A retired pastor, Emmert grew up fishing for brook trout, making his way through brush to drop worms into small streams, only to be rewarded with mostly small fish. And he is totally happy with it.
âThere are fewer and fewer guys breaking the brush,â said Emmert, 66. âWho wants to break the brush when you can get out of Ludington or Manistee and grab a 30-pounder?
“But bigger doesn’t mean better.”
Not that he is against the capture of beautiful fish; he had one 13 inches and another 12 Â½ in his creel that day. But he is satisfied with good guards.
âI think eight- and nine-inch fish are the best to eat,â he said.
Emmert perfected his craft, running his cane through small openings in the brush – often on his knees – to drop a red worm just upstream of any deep hole (i.e. more than two feet), just upstream of a log or brush pile, and if there’s a brookie in there, the weird ones are very good that he catches them.
He does this with an eight-foot rod and a six-pound test line, pulling enough line from the reel to swing his lure in any hidden hole, the same way bass anglers turn a stencil into a bunch of brushes or a cattail patch. But he keeps his left hand on the line, and when a fish strikes, he gives it a sling – like a fly fisherman does – and pulls it out of the water with one stroke.
âI know some people use a four-pound line, but I don’t feel the need to go lighter,â he said. âIf you get a really good fish, you might have a problem there.
âAnd I hardly ever use my reel unless I’m fishing in a beaver pond. Never.”
Unless he’s fly fishing, which he sometimes does, Emmert always uses red worms.
âThere was a time when I loved Panther Martins (spinners) but felt like I was killing too many fish with this treble hook. It was difficult to prevent it.
He’s experimented with grasshoppers and brook minnows, âbut I think we’ll agree that worms are the most natural bait,â he said.
Emmert has always set a goal of catching (but not necessarily keeping) 200 brook trout per year and has almost always achieved his goal.
âIf I haven’t, it’s because there is something going on in our lives that has cut my time – things like the birth of children,â he said.
Although he assumes he fished some 35 brook trout streams in Michigan, he now has about half a dozen. He always fished for a few days every two weeks and alternated them so as not to put too much pressure on them.
âI used to explore, but there’s no reason to go running all over your own backyard,â he said. âIf you lay them out and go around, you can come back every few weeks. Some think they can fish in the same stream all the time, but if they fish two days and catch 10 fish – and if they take someone with them, 10 becomes 20 – they won’t hold the water. cut. Maybe if you fish a big stream like the Manistee you can fish it all the time, but I think rotating my streams is one of the best things I’ve ever done.

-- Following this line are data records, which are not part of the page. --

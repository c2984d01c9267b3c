//! Source-text units: sentences, paragraphs and significant tokens.
//!
//! Token pipeline: split into Han and non-Han runs. Han runs go through a
//! dictionary segmenter with part-of-speech tags and keep only nouns, verbs
//! and adjectives; other runs use Unicode word segmentation and drop words
//! without letters. Stopwords are removed from both.

use jieba_rs::Jieba;
use regex::Regex;
use std::collections::HashSet;
use std::sync::OnceLock;
use unicode_segmentation::UnicodeSegmentation;

/// English stopwords (Lucene's default set).
const ENGLISH_STOPWORDS: &[&str] = &[
    "a", "an", "and", "are", "as", "at", "be", "but", "by", "for", "if", "in", "into", "is", "it",
    "no", "not", "of", "on", "or", "such", "that", "the", "their", "then", "there", "these",
    "they", "this", "to", "was", "will", "with",
];

/// Chinese function words and filler verbs.
const CHINESE_STOPWORDS: &[&str] = &[
    "一种", "这个", "那个", "进行", "位于", "一个", "我们", "他们", "以及", "是", "有", "在",
];

const SENTENCE_TERMINATORS: &[char] = &['.', '!', '?', '。', '！', '？'];

fn paragraph_break() -> &'static Regex {
    static RE: OnceLock<Regex> = OnceLock::new();
    RE.get_or_init(|| Regex::new(r"\n[ \t\r]*\n").expect("Invalid regex pattern"))
}

fn segmenter() -> &'static Jieba {
    static JIEBA: OnceLock<Jieba> = OnceLock::new();
    JIEBA.get_or_init(Jieba::new)
}

fn is_han(c: char) -> bool {
    matches!(c,
        '\u{3400}'..='\u{4DBF}'
        | '\u{4E00}'..='\u{9FFF}'
        | '\u{F900}'..='\u{FAFF}'
        | '\u{20000}'..='\u{2A6DF}')
}

fn is_stopword(token: &str) -> bool {
    let lower = token.to_lowercase();
    ENGLISH_STOPWORDS.contains(&lower.as_str()) || CHINESE_STOPWORDS.contains(&token)
}

/// Sentences split on `.!?。！？` and line breaks, keeping the terminator.
///
/// Only sentences longer than `min_chars` characters are returned.
pub fn split_sentences(text: &str, min_chars: usize) -> Vec<String> {
    let mut sentences = Vec::new();
    let mut current = String::new();

    let mut flush = |current: &mut String| {
        let sentence = current.trim();
        if sentence.chars().count() > min_chars {
            sentences.push(sentence.to_string());
        }
        current.clear();
    };

    for c in text.chars() {
        if c == '\n' {
            flush(&mut current);
            continue;
        }
        current.push(c);
        if SENTENCE_TERMINATORS.contains(&c) {
            flush(&mut current);
        }
    }
    flush(&mut current);

    sentences
}

/// Blocks separated by blank lines, longer than `min_chars` characters.
pub fn split_paragraphs(text: &str, min_chars: usize) -> Vec<String> {
    paragraph_break()
        .split(text)
        .map(str::trim)
        .filter(|p| p.chars().count() > min_chars)
        .map(str::to_string)
        .collect()
}

/// Significant tokens of `text`, in order and with repetitions.
pub fn significant_tokens(text: &str) -> Vec<String> {
    let mut tokens = Vec::new();
    let mut run_start = 0usize;
    let mut run_is_han = false;

    for (offset, c) in text.char_indices() {
        let han = is_han(c);
        if offset > 0 && han != run_is_han {
            push_run(&text[run_start..offset], run_is_han, &mut tokens);
            run_start = offset;
        }
        run_is_han = han;
    }
    if run_start < text.len() {
        push_run(&text[run_start..], run_is_han, &mut tokens);
    }

    tokens
}

fn push_run(run: &str, han: bool, tokens: &mut Vec<String>) {
    if han {
        for tagged in segmenter().tag(run, true) {
            if is_content_tag(tagged.word, tagged.tag) && !is_stopword(tagged.word) {
                tokens.push(tagged.word.to_string());
            }
        }
        return;
    }
    for word in run.unicode_words() {
        if word.chars().any(char::is_alphabetic) && !is_stopword(word) {
            tokens.push(word.to_string());
        }
    }
}

/// Nouns (`n`, `nr`, `ns`, `nt`, `nz`, ...), verbs (`v`, `vn`, ...) and
/// adjectives (`a`, `an`). Out-of-dictionary words come back as `x`; a
/// multi-character one is kept as a probable proper noun.
fn is_content_tag(word: &str, tag: &str) -> bool {
    match tag.as_bytes().first() {
        Some(b'n') | Some(b'v') => true,
        Some(b'a') => tag != "ad",
        Some(b'x') => word.chars().count() > 1,
        _ => false,
    }
}

/// Entities used to project the graph around one paragraph.
///
/// The paragraph's significant tokens longer than one character, plus every
/// graph node id that occurs literally in the paragraph. Deduplicated, first
/// occurrence wins.
pub fn paragraph_entities(paragraph: &str, node_ids: &[&str]) -> Vec<String> {
    let mut seen = HashSet::new();
    let mut entities = Vec::new();

    let tokens = significant_tokens(paragraph)
        .into_iter()
        .filter(|t| t.chars().count() > 1);
    let literal = node_ids
        .iter()
        .filter(|id| !id.is_empty() && paragraph.contains(**id))
        .map(|id| id.to_string());

    for entity in tokens.chain(literal) {
        if seen.insert(entity.clone()) {
            entities.push(entity);
        }
    }
    entities
}

#[cfg(test)]
mod tests {
    use super::*;

    #[test]
    fn test_split_sentences() {
        let text = "Alice is a knight. She guards the castle!\nShort\n白鸟遥是一名优秀的学生。她喜欢阅读古籍。";
        let sentences = split_sentences(text, 5);
        assert_eq!(
            sentences,
            vec![
                "Alice is a knight.",
                "She guards the castle!",
                "白鸟遥是一名优秀的学生。",
                "她喜欢阅读古籍。",
            ]
        );
    }

    #[test]
    fn test_split_paragraphs() {
        let text = "# Title\n\nFirst paragraph is long enough.\n  \nSecond paragraph also qualifies.\n\n\n";
        let paragraphs = split_paragraphs(text, 10);
        assert_eq!(
            paragraphs,
            vec!["First paragraph is long enough.", "Second paragraph also qualifies."]
        );
    }

    #[test]
    fn test_tokens_drop_stopwords_digits_and_punctuation() {
        let tokens = significant_tokens("The knight guards the castle, since 1999!");
        assert_eq!(tokens, vec!["knight", "guards", "castle", "since"]);
    }

    #[test]
    fn test_tokens_cjk_words() {
        let tokens = significant_tokens("她喜欢阅读古籍");
        assert!(tokens.contains(&"喜欢".to_string()));
        assert!(tokens.contains(&"阅读".to_string()));
        // Pronoun dropped, no pair straddles a word boundary.
        for junk in ["她", "她喜", "欢阅", "读古"] {
            assert!(!tokens.contains(&junk.to_string()), "unexpected token {}", junk);
        }
    }

    #[test]
    fn test_tokens_cjk_function_words_removed() {
        let tokens = significant_tokens("她是学生");
        assert_eq!(tokens, vec!["学生"]);
    }

    #[test]
    fn test_tokens_mixed_scripts() {
        let tokens = significant_tokens("Alice喜欢阅读, since 1999");
        assert_eq!(tokens[0], "Alice");
        assert!(tokens.contains(&"喜欢".to_string()));
        assert!(tokens.contains(&"阅读".to_string()));
        assert_eq!(tokens.last().map(String::as_str), Some("since"));
    }

    #[test]
    fn test_tokens_keep_repetitions() {
        let tokens = significant_tokens("castle castle");
        assert_eq!(tokens, vec!["castle", "castle"]);
    }

    #[test]
    fn test_paragraph_entities() {
        let entities = paragraph_entities("Alice met Bob at the castle", &["Alice", "Carol", "castle"]);
        assert_eq!(entities, vec!["Alice", "met", "Bob", "castle"]);
    }
}
use thiserror::Error;

/// Main error type for graphrefine
#[derive(Error, Debug)]
pub enum GraphRefineError {
    /// Snapshot store errors
    #[error("Database error: {0}")]
    Database(#[from] rusqlite::Error),

    /// File system I/O errors
    #[error("IO error: {0}")]
    Io(#[from] std::io::Error),

    /// Configuration errors
    #[error("Configuration error: {0}")]
    Config(String),

    /// No usable response: network failure, timeout or non-2xx status
    #[error("Transport error: {0}")]
    Transport(String),

    /// A response arrived but its envelope could not be used
    #[error("Malformed response: {0}")]
    MalformedResponse(String),

    /// Completion output that is not JSON or violates the expected payload
    #[error("Parse error: {0}")]
    Parse(String),

    /// Embedding API errors
    #[error("Embedding API error: {0}")]
    Embedding(String),

    /// Errors reported by the graph write service
    #[error("Graph service error: {0}")]
    GraphService(String),

    /// Snapshot not found
    #[error("Snapshot not found: {0}")]
    SnapshotNotFound(String),

    /// Invalid input
    #[error("Invalid input: {0}")]
    InvalidInput(String),
}

impl GraphRefineError {
    /// True for failures where the remote side never produced a usable reply.
    pub fn is_transport(&self) -> bool {
        matches!(self, GraphRefineError::Transport(_))
    }

    /// True for failures that only affect the payload of one call.
    pub fn is_recoverable(&self) -> bool {
        matches!(
            self,
            GraphRefineError::Parse(_) | GraphRefineError::MalformedResponse(_)
        )
    }
}

/// Convenient Result type using GraphRefineError
pub type Result<T> = std::result::Result<T, GraphRefineError>;

#[cfg(test)]
mod tests {
    use super::*;

    #[test]
    fn test_error_display() {
        let err = GraphRefineError::Config("Test error".to_string());
        assert!(err.to_string().contains("Configuration error"));
        assert!(err.to_string().contains("Test error"));
    }

    #[test]
    fn test_error_from_rusqlite() {
        let rusqlite_err = rusqlite::Error::InvalidQuery;
        let err: GraphRefineError = rusqlite_err.into();
        assert!(matches!(err, GraphRefineError::Database(_)));
    }

    #[test]
    fn test_error_from_io() {
        let io_err = std::io::Error::new(std::io::ErrorKind::NotFound, "file not found");
        let err: GraphRefineError = io_err.into();
        assert!(matches!(err, GraphRefineError::Io(_)));
    }

    #[test]
    fn test_transport_vs_parse_labels() {
        let transport = GraphRefineError::Transport("timeout".to_string());
        let parse = GraphRefineError::Parse("no JSON object".to_string());
        assert!(transport.is_transport());
        assert!(!transport.is_recoverable());
        assert!(parse.is_recoverable());
        assert!(!parse.is_transport());
    }
}
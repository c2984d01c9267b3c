use anyhow::{Context, Result};
use clap::Parser;
use graphrefine::db::Db;
use graphrefine::embeddings::OpenAIEmbedder;
use graphrefine::graph::{GraphStore, NodeTypes};
use graphrefine::ingest::Extractor;
use graphrefine::llm::{openai_factory, OpenAICompletionClient};
use graphrefine::refine::{Evaluator, Fixer, RefinementLoop, Termination};
use graphrefine::residual::ResidualAnalyzer;
use graphrefine::Config;
use std::path::PathBuf;
use std::sync::Arc;

#[derive(Parser, Debug)]
#[command(name = "graphrefine")]
#[command(about = "Extract a knowledge graph from a document, refine it, and measure what it still misses")]
struct Args {
    /// Source document (defaults to graphrefine.source_file)
    #[arg(short, long)]
    source: Option<PathBuf>,

    /// Refine an existing snapshot instead of extracting a new initial graph
    #[arg(long)]
    from_snapshot: Option<String>,

    /// Skip the residual coverage analysis of the final snapshot
    #[arg(long)]
    skip_residual: bool,

    /// Directory for per-granularity CSV coverage reports
    #[arg(long)]
    report_dir: Option<PathBuf>,

    /// Print the refinement outcome as JSON
    #[arg(long)]
    json: bool,
}

#[tokio::main]
async fn main() -> Result<()> {
    env_logger::Builder::from_env(env_logger::Env::default().filter_or("RUST_LOG", "info")).init();

    let args = Args::parse();
    log::info!("Starting graphrefine v{}", env!("CARGO_PKG_VERSION"));

    let config = Config::load()?;
    let source_path = args.source.unwrap_or_else(|| config.source_file().to_path_buf());
    let source = std::fs::read_to_string(&source_path)
        .with_context(|| format!("Source file not found or unreadable: {}", source_path.display()))?;
    log::info!("Source: {} ({} chars)", source_path.display(), source.chars().count());

    let store = GraphStore::open(Db::new(config.db_path())).await?;
    log::info!("Graph store: {}", config.db_path().display());

    let completion_key = Config::api_key(&config.completion.api_key_env)?;
    let factory = openai_factory(config.completion.clone(), completion_key.clone());
    let extractor = Extractor::new(factory, &config.completion, &config.extraction);
    let client = Arc::new(OpenAICompletionClient::from_config(&config.completion, completion_key)?);
    let evaluator = Evaluator::new(client.clone(), &config.completion);
    let fixer = Fixer::new(
        client,
        &config.completion,
        NodeTypes::new(config.extraction.node_types.clone()),
    );

    let refinement = RefinementLoop::new(
        store.clone(),
        extractor,
        evaluator,
        fixer,
        config.refinement.clone(),
    );
    let outcome = match &args.from_snapshot {
        Some(start) => refinement.run_from_snapshot(&source, start).await?,
        None => refinement.run(&source).await?,
    };

    match &outcome.termination {
        Termination::Converged => log::info!("Converged after {} iteration(s)", outcome.iterations.len()),
        Termination::BudgetExhausted => log::warn!(
            "Iteration budget exhausted after {} apply cycle(s)",
            outcome.apply_cycles()
        ),
        Termination::EvaluatorFailed(e) => log::error!("Evaluator failed: {}", e),
        Termination::FixerFailed(e) => log::error!("Fixer failed: {}", e),
    }
    log::info!("Final snapshot: {}", outcome.final_snapshot);

    if args.json {
        println!("{}", serde_json::to_string_pretty(&outcome)?);
    }

    if args.skip_residual {
        return Ok(());
    }

    let embeddings_key = Config::api_key(&config.embeddings.api_key_env)?;
    let embedder = Arc::new(OpenAIEmbedder::from_config(&config.embeddings, embeddings_key)?);
    let analyzer = ResidualAnalyzer::new(embedder, config.residual.clone());
    let reports = analyzer
        .analyze_all(&store, &outcome.final_snapshot, &source)
        .await?;

    if let Some(dir) = &args.report_dir {
        std::fs::create_dir_all(dir)
            .with_context(|| format!("Cannot create report directory {}", dir.display()))?;
    }
    for report in &reports {
        report.log_summary();
        for gap in report.worst_gaps(3) {
            log::info!("  uncovered ({:.2}): {}", gap.similarity, gap.unit);
        }
        if let Some(dir) = &args.report_dir {
            let path = dir.join(format!("{}_{}_residual.csv", outcome.final_snapshot, report.granularity));
            report.write_csv(&path)?;
            log::info!("Wrote {}", path.display());
        }
    }

    Ok(())
}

Rarely does he not reach his limit – “if I have a few hours I can have five,” he says – but if he thinks about it and fishes hard he says he thinks 20 at 25 it’s “a very good day.”
This year, he expects to catch close to 100 when he returns home in the spring, summer and fall this year.
âI like cloudy days,â he said. “They’re too scary otherwise, but I’ve had good days every season, but it seems like until it warms up the spring is pretty slow. I haven’t made up for it here for the game. opening this year – the first time in I don’t know how many years – and I don’t think I missed much.
And he found a mountain stream in Tennessee with brookies, and he caught them, he said, but he still wants to come back to Michigan.
âIt’s not the same,â he said.
Bob Gwizdz is a longtime writer on the outdoors and has also worked in public affairs for the Michigan Department of Natural Resources.